## Problem to solve
As you look over the data below, please find each line where the word "Duration" appears, then copy it.
Start of Supplied entries
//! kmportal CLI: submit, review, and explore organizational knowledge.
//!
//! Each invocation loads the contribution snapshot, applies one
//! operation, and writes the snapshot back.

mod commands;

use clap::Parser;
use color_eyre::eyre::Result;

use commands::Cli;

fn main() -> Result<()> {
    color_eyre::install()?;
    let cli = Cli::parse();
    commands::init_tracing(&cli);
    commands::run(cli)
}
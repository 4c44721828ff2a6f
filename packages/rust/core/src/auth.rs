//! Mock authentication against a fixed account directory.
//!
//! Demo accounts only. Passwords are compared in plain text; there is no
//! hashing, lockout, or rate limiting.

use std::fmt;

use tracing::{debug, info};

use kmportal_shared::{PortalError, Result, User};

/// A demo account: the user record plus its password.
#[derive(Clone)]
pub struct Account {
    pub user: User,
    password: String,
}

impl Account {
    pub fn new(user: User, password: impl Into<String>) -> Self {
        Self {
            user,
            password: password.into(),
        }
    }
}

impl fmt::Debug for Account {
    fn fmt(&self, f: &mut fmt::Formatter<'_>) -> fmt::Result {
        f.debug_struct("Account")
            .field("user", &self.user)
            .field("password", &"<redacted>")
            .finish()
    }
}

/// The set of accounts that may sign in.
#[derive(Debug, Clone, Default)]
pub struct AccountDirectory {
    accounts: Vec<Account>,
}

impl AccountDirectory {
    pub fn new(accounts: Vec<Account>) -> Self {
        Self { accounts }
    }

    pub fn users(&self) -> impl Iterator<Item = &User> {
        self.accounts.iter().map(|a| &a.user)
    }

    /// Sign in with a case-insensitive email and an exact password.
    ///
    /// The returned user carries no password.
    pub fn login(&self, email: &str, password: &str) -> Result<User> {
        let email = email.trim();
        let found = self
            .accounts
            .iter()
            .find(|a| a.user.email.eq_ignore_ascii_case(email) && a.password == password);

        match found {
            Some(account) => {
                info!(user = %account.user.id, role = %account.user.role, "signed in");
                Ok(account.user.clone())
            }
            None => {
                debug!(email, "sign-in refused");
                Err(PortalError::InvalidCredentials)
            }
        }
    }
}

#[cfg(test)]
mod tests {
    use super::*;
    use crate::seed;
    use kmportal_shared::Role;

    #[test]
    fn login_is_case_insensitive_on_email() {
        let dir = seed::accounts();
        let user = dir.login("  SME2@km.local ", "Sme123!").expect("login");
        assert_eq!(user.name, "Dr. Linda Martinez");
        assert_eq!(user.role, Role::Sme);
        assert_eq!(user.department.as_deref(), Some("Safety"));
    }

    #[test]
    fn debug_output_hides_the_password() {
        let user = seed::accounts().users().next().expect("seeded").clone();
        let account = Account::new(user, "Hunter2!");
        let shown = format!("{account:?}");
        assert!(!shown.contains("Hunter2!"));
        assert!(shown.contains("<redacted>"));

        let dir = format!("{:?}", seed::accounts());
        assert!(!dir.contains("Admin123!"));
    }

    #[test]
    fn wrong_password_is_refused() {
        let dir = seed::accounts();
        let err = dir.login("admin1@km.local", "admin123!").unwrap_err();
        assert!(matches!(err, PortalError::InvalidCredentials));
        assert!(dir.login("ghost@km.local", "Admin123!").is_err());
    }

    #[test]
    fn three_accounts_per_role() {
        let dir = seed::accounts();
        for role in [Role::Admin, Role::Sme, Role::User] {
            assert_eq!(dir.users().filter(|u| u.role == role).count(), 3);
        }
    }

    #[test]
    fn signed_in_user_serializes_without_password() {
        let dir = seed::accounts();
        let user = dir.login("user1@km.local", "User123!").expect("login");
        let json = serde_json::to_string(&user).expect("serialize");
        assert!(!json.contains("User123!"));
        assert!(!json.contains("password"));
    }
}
End of Supplied entries
Start of Supplied entries
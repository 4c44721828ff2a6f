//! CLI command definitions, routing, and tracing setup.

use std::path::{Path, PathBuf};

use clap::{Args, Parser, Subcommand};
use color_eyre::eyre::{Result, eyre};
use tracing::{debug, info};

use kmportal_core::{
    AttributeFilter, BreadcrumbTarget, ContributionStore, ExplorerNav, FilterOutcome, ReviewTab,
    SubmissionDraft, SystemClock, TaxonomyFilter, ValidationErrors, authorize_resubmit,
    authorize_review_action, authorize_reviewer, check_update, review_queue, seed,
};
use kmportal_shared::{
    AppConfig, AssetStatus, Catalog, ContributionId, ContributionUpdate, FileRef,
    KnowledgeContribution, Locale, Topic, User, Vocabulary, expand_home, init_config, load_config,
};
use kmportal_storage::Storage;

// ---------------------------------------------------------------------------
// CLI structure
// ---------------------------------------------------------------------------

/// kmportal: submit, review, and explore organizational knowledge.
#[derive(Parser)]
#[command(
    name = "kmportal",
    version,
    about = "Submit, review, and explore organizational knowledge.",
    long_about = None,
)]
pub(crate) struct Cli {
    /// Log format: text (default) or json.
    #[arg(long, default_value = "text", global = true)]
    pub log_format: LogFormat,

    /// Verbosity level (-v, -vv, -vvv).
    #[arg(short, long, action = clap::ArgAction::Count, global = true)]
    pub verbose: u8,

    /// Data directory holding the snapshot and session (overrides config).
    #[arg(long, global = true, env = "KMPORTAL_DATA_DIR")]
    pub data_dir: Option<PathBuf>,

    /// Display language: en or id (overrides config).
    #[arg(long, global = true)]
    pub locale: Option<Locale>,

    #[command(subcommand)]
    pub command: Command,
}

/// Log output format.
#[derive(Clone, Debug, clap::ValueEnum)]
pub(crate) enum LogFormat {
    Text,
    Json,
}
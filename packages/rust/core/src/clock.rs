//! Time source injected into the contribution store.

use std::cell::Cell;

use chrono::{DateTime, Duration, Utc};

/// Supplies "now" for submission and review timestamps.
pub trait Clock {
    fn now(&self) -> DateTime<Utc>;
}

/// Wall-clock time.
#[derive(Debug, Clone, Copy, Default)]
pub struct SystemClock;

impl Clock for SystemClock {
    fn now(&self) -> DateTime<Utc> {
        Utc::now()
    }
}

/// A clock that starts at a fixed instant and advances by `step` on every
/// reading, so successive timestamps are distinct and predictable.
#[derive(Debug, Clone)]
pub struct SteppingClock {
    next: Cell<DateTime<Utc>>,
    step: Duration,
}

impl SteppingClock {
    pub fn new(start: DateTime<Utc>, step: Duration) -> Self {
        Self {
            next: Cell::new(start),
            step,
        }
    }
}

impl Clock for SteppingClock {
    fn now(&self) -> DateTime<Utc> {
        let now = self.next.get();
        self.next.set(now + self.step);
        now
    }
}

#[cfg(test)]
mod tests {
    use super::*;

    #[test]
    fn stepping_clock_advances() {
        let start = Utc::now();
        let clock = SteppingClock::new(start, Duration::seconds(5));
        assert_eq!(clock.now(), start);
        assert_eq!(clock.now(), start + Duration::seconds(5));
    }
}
End of Supplied entries
Start of Supplied entries
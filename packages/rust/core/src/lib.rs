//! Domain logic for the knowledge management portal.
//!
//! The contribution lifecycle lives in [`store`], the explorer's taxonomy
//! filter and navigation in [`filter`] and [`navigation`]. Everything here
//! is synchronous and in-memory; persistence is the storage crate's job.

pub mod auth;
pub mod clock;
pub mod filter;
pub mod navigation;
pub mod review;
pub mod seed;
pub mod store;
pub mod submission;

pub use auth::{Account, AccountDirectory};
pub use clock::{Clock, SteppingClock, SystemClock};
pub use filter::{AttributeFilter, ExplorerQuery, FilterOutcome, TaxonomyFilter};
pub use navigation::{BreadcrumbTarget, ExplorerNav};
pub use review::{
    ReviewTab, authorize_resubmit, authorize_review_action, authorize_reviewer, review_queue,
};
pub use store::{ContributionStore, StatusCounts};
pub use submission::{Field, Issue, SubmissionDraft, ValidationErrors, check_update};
End of Supplied entries
## Finished exercise
use chrono::{DateTime, Duration, Utc};
    step: Duration,
    pub fn new(start: DateTime<Utc>, step: Duration) -> Self {
        let clock = SteppingClock::new(start, Duration::seconds(5));
        assert_eq!(clock.now(), start + Duration::seconds(5));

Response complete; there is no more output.